## The task
Exactly and only the lines from the one containing "options = options.with_pattern(regex.as_str());" through the close of the entries below are to be set down.

---

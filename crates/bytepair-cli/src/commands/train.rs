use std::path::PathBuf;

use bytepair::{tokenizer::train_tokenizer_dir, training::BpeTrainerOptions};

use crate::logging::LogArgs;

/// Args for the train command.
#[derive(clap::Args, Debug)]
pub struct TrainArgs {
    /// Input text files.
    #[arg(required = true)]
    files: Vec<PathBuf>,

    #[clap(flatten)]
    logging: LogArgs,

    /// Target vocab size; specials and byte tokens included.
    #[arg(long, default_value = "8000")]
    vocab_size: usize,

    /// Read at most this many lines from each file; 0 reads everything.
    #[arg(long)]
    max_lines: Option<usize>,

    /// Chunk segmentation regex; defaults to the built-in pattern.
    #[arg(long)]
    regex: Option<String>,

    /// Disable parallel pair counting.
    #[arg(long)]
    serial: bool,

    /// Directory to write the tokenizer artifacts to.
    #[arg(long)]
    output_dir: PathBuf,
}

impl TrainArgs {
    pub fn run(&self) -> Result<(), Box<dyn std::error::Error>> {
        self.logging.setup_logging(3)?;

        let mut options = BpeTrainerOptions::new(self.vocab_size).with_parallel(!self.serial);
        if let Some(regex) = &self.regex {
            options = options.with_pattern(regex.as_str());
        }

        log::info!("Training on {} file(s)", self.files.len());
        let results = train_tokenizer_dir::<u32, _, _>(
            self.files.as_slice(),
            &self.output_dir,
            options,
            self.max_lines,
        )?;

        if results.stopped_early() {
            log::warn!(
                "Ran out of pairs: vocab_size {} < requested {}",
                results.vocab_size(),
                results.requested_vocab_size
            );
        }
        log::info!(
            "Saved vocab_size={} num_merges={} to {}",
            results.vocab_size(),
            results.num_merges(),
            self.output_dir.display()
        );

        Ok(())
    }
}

---

## Expected answer
            options = options.with_pattern(regex.as_str());
        }

        log::info!("Training on {} file(s)", self.files.len());
        let results = train_tokenizer_dir::<u32, _, _>(
            self.files.as_slice(),
            &self.output_dir,
            options,
            self.max_lines,
        )?;

        if results.stopped_early() {
            log::warn!(
                "Ran out of pairs: vocab_size {} < requested {}",
                results.vocab_size(),
                results.requested_vocab_size
            );
        }
        log::info!(
            "Saved vocab_size={} num_merges={} to {}",
            results.vocab_size(),
            results.num_merges(),
            self.output_dir.display()
        );

        Ok(())
    }
}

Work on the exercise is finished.